Reportagem: Monique Zagari Garcia

endometriose

Dores durante a relação sexual, cólicas intensas e dores ao

evacuar e urinar são os principais sintomas da endometriose

Foto: Shutterstock

Também conhecida como a “doença da mulher moderna”, a endometriose está na lista das doenças ginecológicas que atingem muitas mulheres em sua idade reprodutiva. Segundo o Dr. Joji Ueno, responsável pelo setor de Histeroscopia Ambulatorial do Hospital Sírio Libanês (SP) e Diretor na Clínica Gera (SP), a endometriose é uma doença que se caracteriza pela presença de tecido semelhante ao do interior do útero em outros locais fora da cavidade uterina. “O distúrbio atinge órgãos genitais femininos internos, como ligamentos uterinos posteriores (uterossacrais), torus uterino, tubas uterinas, vagina, ovários e órgãos extragenitais, como intestino e bexiga”, enumera o Dr. Fábio Sakae Kuteken, ginecologista do Hospital São Camilo (SP).

diversas teorias que tentam explicar as origens e causas da endometriose, mas não há uma definida. O ginecologista e obstetra Dr. Cláudio Basbaum (SP) aponta a tese da menstruação retrógrada como uma das principais: “Parte do sangue menstrual volta pelas trompas e cai dentro do abdome; as células descamadas do endométrio se implantam em tecidos e órgãos intra-abdominais e ali iniciam seu desenvolvimento. Uma vez fixados, se comportam de forma similar ao tecido intrauterino durante a menstruação, ou seja, necrosam, descamam e os vasos que ali se encontram sangram, surgindo lesões que causam dores, alterações locais como se fossem “feridas”, predispondo a criação de aderências dentro da pelve e comprometendo a fertilidade”.
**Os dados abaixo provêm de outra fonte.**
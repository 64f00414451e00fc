//! Live progress and per-class counters for a batch run.
//!
//! Workers share one [`BatchProgress`] through an `Arc`. Counters are atomics;
//! the progress callback runs under a mutex so printed lines never interleave.

use crate::types::{Availability, CheckResult};
use std::sync::atomic::{AtomicUsize, Ordering};
use std::sync::{Arc, Mutex, PoisonError};
use std::time::{Duration, Instant};

/// One completed check, as seen by a progress callback.
#[derive(Debug, Clone, Copy)]
pub struct ProgressEvent<'a> {
    /// 1-based position in completion order
    pub current: usize,
    pub total: usize,
    pub domain: &'a str,
    pub availability: Availability,
}

/// Callback invoked once per completed domain.
pub type ProgressCallback = Arc<dyn Fn(&ProgressEvent<'_>) + Send + Sync>;

/// Per-class counters for a batch (thread-safe).
#[derive(Debug)]
pub struct CheckStats {
    available: AtomicUsize,
    taken: AtomicUsize,
    errors: AtomicUsize,
    started: Instant,
}

/// Point-in-time copy of [`CheckStats`].
#[derive(Debug, Clone, Copy, Default, PartialEq, Eq)]
pub struct StatsSnapshot {
    pub available: usize,
    pub taken: usize,
    pub errors: usize,
}

impl StatsSnapshot {
    pub fn total(&self) -> usize {
        self.available + self.taken + self.errors
    }
}

impl CheckStats {
    pub fn new() -> Self {
        Self {
            available: AtomicUsize::new(0),
            taken: AtomicUsize::new(0),
            errors: AtomicUsize::new(0),
            started: Instant::now(),
        }
    }

    pub fn record(&self, availability: Availability) {
        let counter = match availability {
            Availability::NoMatch => &self.available,
            Availability::Taken => &self.taken,
            Availability::Error => &self.errors,
        };
        counter.fetch_add(1, Ordering::Relaxed);
    }

    pub fn snapshot(&self) -> StatsSnapshot {
        StatsSnapshot {
            available: self.available.load(Ordering::Relaxed),
            taken: self.taken.load(Ordering::Relaxed),
            errors: self.errors.load(Ordering::Relaxed),
        }
    }

    pub fn elapsed(&self) -> Duration {
        self.started.elapsed()
    }
}

impl Default for CheckStats {
    fn default() -> Self {
        Self::new()
    }
}

/// Shared progress state for one batch.
pub struct BatchProgress {
    total: usize,
    processed: AtomicUsize,
    stats: CheckStats,
    print_lock: Mutex<()>,
    callback: Option<ProgressCallback>,
}

impl BatchProgress {
    /// Silent progress tracking for `total` domains.
    pub fn new(total: usize) -> Self {
        Self {
            total,
            processed: AtomicUsize::new(0),
            stats: CheckStats::new(),
            print_lock: Mutex::new(()),
            callback: None,
        }
    }

    /// Progress tracking that reports each completion to `callback`.
    pub fn with_callback(total: usize, callback: ProgressCallback) -> Self {
        Self {
            callback: Some(callback),
            ..Self::new(total)
        }
    }

    /// Count a finished check and report it. Returns the updated processed count.
    pub fn record(&self, result: &CheckResult) -> usize {
        let current = self.processed.fetch_add(1, Ordering::SeqCst) + 1;
        self.stats.record(result.availability);

        if let Some(callback) = &self.callback {
            let _guard = self.print_lock.lock().unwrap_or_else(PoisonError::into_inner);
            callback(&ProgressEvent {
                current,
                total: self.total,
                domain: &result.domain,
                availability: result.availability,
            });
        }

        current
    }

    pub fn processed(&self) -> usize {
        self.processed.load(Ordering::SeqCst)
    }

    pub fn total(&self) -> usize {
        self.total
    }

    pub fn stats(&self) -> &CheckStats {
        &self.stats
    }
}

impl std::fmt::Debug for BatchProgress {
    fn fmt(&self, f: &mut std::fmt::Formatter<'_>) -> std::fmt::Result {
        f.debug_struct("BatchProgress")
            .field("total", &self.total)
            .field("processed", &self.processed())
            .field("stats", &self.stats.snapshot())
            .finish()
    }
}
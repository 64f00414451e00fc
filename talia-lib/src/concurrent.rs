//! Concurrent processing utilities for domain checking.
//!
//! A fixed set of tokio tasks pulls `(index, domain)` jobs from a shared
//! queue. Each task hands back the results it produced tagged with their input
//! index, and the caller slots them into a pre-sized vector after every task
//! has joined. Completion order therefore never affects result order.

use crate::progress::BatchProgress;
use crate::protocols::{check_domain, WhoisLookup};
use crate::types::{Availability, CheckResult};
use std::collections::VecDeque;
use std::sync::{Arc, Mutex, PoisonError};
use tokio::task::JoinSet;
use tracing::{debug, warn};

type Job = (usize, String);

/// Pool of lookup workers for one batch.
pub(crate) struct WorkerPool {
    workers: usize,
    client: Arc<dyn WhoisLookup>,
    progress: Arc<BatchProgress>,
}

impl WorkerPool {
    pub(crate) fn new(
        workers: usize,
        client: Arc<dyn WhoisLookup>,
        progress: Arc<BatchProgress>,
    ) -> Self {
        Self {
            workers,
            client,
            progress,
        }
    }

    /// Check every domain once and return results in input order.
    pub(crate) async fn run(self, domains: &[String]) -> Vec<CheckResult> {
        let queue: Arc<Mutex<VecDeque<Job>>> = Arc::new(Mutex::new(
            domains.iter().cloned().enumerate().collect(),
        ));

        let mut tasks = JoinSet::new();
        for worker_id in 0..self.workers {
            let queue = Arc::clone(&queue);
            let client = Arc::clone(&self.client);
            let progress = Arc::clone(&self.progress);

            tasks.spawn(async move {
                let mut finished = Vec::new();
                while let Some((index, domain)) = next_job(&queue) {
                    let result = check_domain(client.as_ref(), &domain).await;
                    progress.record(&result);
                    finished.push((index, result));
                }
                debug!(worker_id, jobs = finished.len(), "worker drained queue");
                finished
            });
        }

        let mut slots: Vec<Option<CheckResult>> = vec![None; domains.len()];
        while let Some(joined) = tasks.join_next().await {
            match joined {
                Ok(finished) => {
                    for (index, result) in finished {
                        slots[index] = Some(result);
                    }
                }
                Err(e) => warn!(error = %e, "worker task ended abnormally"),
            }
        }

        slots
            .into_iter()
            .zip(domains)
            .map(|(slot, domain)| slot.unwrap_or_else(|| lost_result(domain)))
            .collect()
    }
}

fn next_job(queue: &Mutex<VecDeque<Job>>) -> Option<Job> {
    queue
        .lock()
        .unwrap_or_else(PoisonError::into_inner)
        .pop_front()
}

/// Placeholder for a domain whose worker died before reporting it.
fn lost_result(domain: &str) -> CheckResult {
    CheckResult {
        domain: domain.to_string(),
        availability: Availability::Error,
        raw_log: "Error: worker stopped before reporting this domain".to_string(),
    }
}
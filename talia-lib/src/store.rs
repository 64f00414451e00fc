//! Grouped record store: merge and atomic persistence.
//!
//! The store is a JSON object with an `available` and an `unavailable` bucket.
//! Older runs wrote a flat array of per-domain records instead; that shape is
//! still read and upgraded on the next write. Every write goes to a temporary
//! file in the destination directory and is renamed into place, so readers
//! only ever see the old content or the new content.

use crate::error::TaliaError;
use crate::types::{
    Availability, CheckResult, DomainRecord, ExtendedGroupedData, GroupedData, GroupedRecord,
};
use serde::Serialize;
use std::collections::BTreeMap;
use std::fs;
use std::io::{self, Write};
use std::path::Path;
use tempfile::{Builder, NamedTempFile};
use tracing::{debug, info};

/// Parsed input document handed to the CLI.
#[derive(Debug, Clone, PartialEq, Eq)]
pub enum InputDocument {
    /// Legacy flat array of records
    Flat(Vec<DomainRecord>),
    /// Grouped buckets, possibly with an `unverified` list still to check
    Grouped(ExtendedGroupedData),
}

/// Classify raw input as a flat array or a grouped document.
pub fn parse_input_document(raw: &str) -> Result<InputDocument, TaliaError> {
    let flat_err = match serde_json::from_str::<Vec<DomainRecord>>(raw) {
        Ok(records) => return Ok(InputDocument::Flat(records)),
        Err(e) => e,
    };
    match serde_json::from_str::<ExtendedGroupedData>(raw) {
        Ok(ext) => Ok(InputDocument::Grouped(ext)),
        Err(_) => Err(TaliaError::invalid_input(format!(
            "input is neither a domain array nor a grouped object: {}",
            flat_err
        ))),
    }
}

/// Merge `newest` into `existing`, deduplicating by domain.
///
/// A domain from `newest` replaces any existing entry for the same domain and
/// is removed from the opposite bucket, so each domain ends up in exactly the
/// bucket of its latest classification. Buckets come back sorted by domain.
pub fn merge_grouped(existing: GroupedData, newest: GroupedData) -> GroupedData {
    let mut available: BTreeMap<String, GroupedRecord> = existing
        .available
        .into_iter()
        .map(|r| (r.domain.clone(), r))
        .collect();
    let mut unavailable: BTreeMap<String, GroupedRecord> = existing
        .unavailable
        .into_iter()
        .map(|r| (r.domain.clone(), r))
        .collect();

    for record in newest.available {
        unavailable.remove(&record.domain);
        available.insert(record.domain.clone(), record);
    }
    for record in newest.unavailable {
        available.remove(&record.domain);
        unavailable.insert(record.domain.clone(), record);
    }

    GroupedData {
        available: available.into_values().collect(),
        unavailable: unavailable.into_values().collect(),
    }
}

/// Upgrade legacy flat records into grouped buckets.
///
/// Reason and log are kept. A record that was never checked has no reason;
/// it gets `NO_MATCH` or `TAKEN` from its `available` flag.
pub fn convert_array_to_grouped(records: Vec<DomainRecord>) -> GroupedData {
    let mut grouped = GroupedData::default();
    for rec in records {
        let reason = rec.reason.unwrap_or(if rec.available {
            Availability::NoMatch
        } else {
            Availability::Taken
        });
        let entry = GroupedRecord {
            domain: rec.domain,
            reason,
            log: rec.log,
        };
        if rec.available {
            grouped.available.push(entry);
        } else {
            grouped.unavailable.push(entry);
        }
    }
    grouped
}

/// Build the newest grouped batch from check results.
///
/// Logs are kept for errors always and for successful checks only when
/// `verbose` is set.
pub fn grouped_from_results(results: &[CheckResult], verbose: bool) -> GroupedData {
    let mut grouped = GroupedData::default();
    for result in results {
        let mut record = GroupedRecord::new(result.domain.clone(), result.availability);
        if verbose || result.availability == Availability::Error {
            record.log = Some(result.raw_log.clone());
        }
        grouped.push(record);
    }
    grouped
}

/// Read whatever is stored at `path`.
///
/// Missing or empty files and a bare `null` are an empty store; flat arrays are upgraded;
/// anything else is a `ParseExisting` error.
pub fn load_grouped_file<P: AsRef<Path>>(path: P) -> Result<GroupedData, TaliaError> {
    let path = path.as_ref();
    let shown = path.to_string_lossy();

    let meta = match fs::metadata(path) {
        Ok(meta) => meta,
        Err(e) if e.kind() == io::ErrorKind::NotFound => return Ok(GroupedData::default()),
        Err(e) => return Err(TaliaError::read_existing(shown, e.to_string())),
    };
    if meta.is_dir() {
        return Err(TaliaError::read_existing(shown, "is a directory"));
    }
    if meta.len() == 0 {
        return Ok(GroupedData::default());
    }

    let raw = fs::read_to_string(path).map_err(|e| TaliaError::read_existing(shown.clone(), e.to_string()))?;

    match serde_json::from_str::<Option<GroupedData>>(&raw) {
        Ok(grouped) => Ok(grouped.unwrap_or_default()),
        Err(grouped_err) => match serde_json::from_str::<Vec<DomainRecord>>(&raw) {
            Ok(records) => {
                debug!(path = %shown, records = records.len(), "upgrading flat record file");
                Ok(convert_array_to_grouped(records))
            }
            Err(_) => Err(TaliaError::parse_existing(shown, grouped_err.to_string())),
        },
    }
}

/// Merge `newest` into the store at `path` and rewrite it atomically.
///
/// An empty `path` is a no-op. On error the destination is untouched.
///
/// # Errors
///
/// - `ReadExisting` / `ParseExisting` if the current content cannot be used
/// - `Marshal`, `WriteTemp` or `Rename` if the rewrite fails
pub fn merge_and_write<P: AsRef<Path>>(path: P, newest: GroupedData) -> Result<(), TaliaError> {
    let path = path.as_ref();
    if path.as_os_str().is_empty() {
        return Ok(());
    }

    let existing = load_grouped_file(path)?;
    let merged = merge_grouped(existing, newest);
    info!(
        path = %path.display(),
        available = merged.available.len(),
        unavailable = merged.unavailable.len(),
        "writing merged grouped file"
    );
    write_grouped_data(path, &merged)
}

/// Atomically replace `path` with `data`, without merging.
pub fn write_grouped_data<P: AsRef<Path>>(path: P, data: &GroupedData) -> Result<(), TaliaError> {
    write_json_atomically(path.as_ref(), data)
}

/// Atomically replace `path` with a flat record array.
pub fn write_records<P: AsRef<Path>>(path: P, records: &[DomainRecord]) -> Result<(), TaliaError> {
    write_json_atomically(path.as_ref(), &records)
}

/// Atomically write the available domains of `data`, one per line.
pub fn export_available<P: AsRef<Path>>(path: P, data: &GroupedData) -> Result<(), TaliaError> {
    let mut text = data.available_domains().join("\n");
    if !text.is_empty() {
        text.push('\n');
    }
    persist_atomically(path.as_ref(), text.as_bytes(), |file, bytes| file.write_all(bytes))
}

fn write_json_atomically<T: Serialize + ?Sized>(path: &Path, value: &T) -> Result<(), TaliaError> {
    let mut out = serde_json::to_vec_pretty(value)?;
    out.push(b'\n');
    persist_atomically(path, &out, |file, bytes| file.write_all(bytes))
}

/// Write `bytes` to a fresh temp file next to `path`, then rename it over `path`.
///
/// `write` performs the actual write so tests can make that step fail. The
/// temp file is removed on every failure path when `NamedTempFile` drops.
fn persist_atomically<F>(path: &Path, bytes: &[u8], write: F) -> Result<(), TaliaError>
where
    F: FnOnce(&mut NamedTempFile, &[u8]) -> io::Result<()>,
{
    let shown = path.to_string_lossy();
    let dir = match path.parent() {
        Some(parent) if !parent.as_os_str().is_empty() => parent,
        _ => Path::new("."),
    };
    let prefix = format!(
        ".{}.",
        path.file_name()
            .map(|n| n.to_string_lossy().into_owned())
            .unwrap_or_default()
    );

    let mut tmp = Builder::new()
        .prefix(&prefix)
        .suffix(".tmp")
        .tempfile_in(dir)
        .map_err(|e| TaliaError::write_temp(shown.clone(), format!("create temp file: {}", e)))?;

    write(&mut tmp, bytes)
        .and_then(|_| tmp.as_file_mut().sync_all())
        .map_err(|e| TaliaError::write_temp(shown.clone(), e.to_string()))?;

    tmp.persist(path)
        .map_err(|e| TaliaError::rename(shown.clone(), e.error.to_string()))?;

    debug!(path = %shown, bytes = bytes.len(), "file replaced");
    Ok(())
}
O Dr. Fábio Sakae Kuteken relata que seus sintomas e impactos na saúde mais comuns são a presença de cólicas menstruais cíclicas ou acíclicas, dores durante a relação sexual (penetração profunda), infertilidade e dores ao evacuar e urinar durante a menstruação. Muitas vezes os sintomas da endometriose podem ser confundidos com cólicas e outras doenças: “As mulheres interpretam os sintomas deste distúrbio como cólicas menstruais comuns, normais. O aumento da intensidade dessas cólicas e a persistência dos sintomas ao uso das medicações podem indicar a doença. A endometriose também pode ser confundida com doenças não ginecológicas, como a Doença de Crohn e Síndrome do Intestino Irritado”, relata.

Ginecologista e obstetra e vice-presidente do Hospital Israelita Albert Einstein (SP), o Dr. Eduardo Zlotnik explica que as lesões da doença podem ser visualizadas nos exames de ultrassom. Por vezes, para uma melhor visualização, é necessária a ressonância magnética e até mesmo um ultrassom com preparo intestinal para avaliação de lesões na parede do intestino.

Quando perguntamos sobre os tratamentos para a cura da endometriose, o Dr. Fábio é claro: “A endometriose pode ser tratada de duas formas: com uso de medicações e/ou cirurgia. A escolha irá depender da sua classificação e sintomas que a mulher apresenta. Existem varias classificações para a doença, sendo as mais atuais: superficial, profunda e ovariana. O tratamento da endometriose na sua forma superficial pode ser feita com o uso de medicações como anticoncepcionais, análogos do Gnrh, entre outros. O tratamento cirúrgico é feito preferencialmente pela videolaparoscopia, sendo indicado na forma infiltrativa e ovariana da endometriose, tendo como objetivo ressecar todos os focos desta na pelve”.

Para evitar o sofrimento causado pela endometriose, existem alguns cuidados que podem ajudar na sua prevenção: “O segredo é a boa alimentação, prática de atividades esportivas e diminuição do estresse. O uso de conservantes, a poluição, o sedentarismo e estresse estão relacionadas não só à endometriose como doenças como o câncer, muito provavelmente por alterações no sistema imunológico das mulheres”, revela o especialista. 

Tem cura?

“Sim, a endometriose pode ter cura. Os últimos trabalhos científicos sobre qualidade de vida e pacientes portadoras de endometriose profunda infiltrativa demonstraram resultados positivos após elas terem sido submetidas a tratamento cirúrgico adequado; ou seja, é necessário fazer um diagnóstico preciso para a realização de um tratamento cirúrgico preciso, obtendo então um tempo maior livre da doença até a cura definitiva da paciente", finaliza o Dr. Fábio.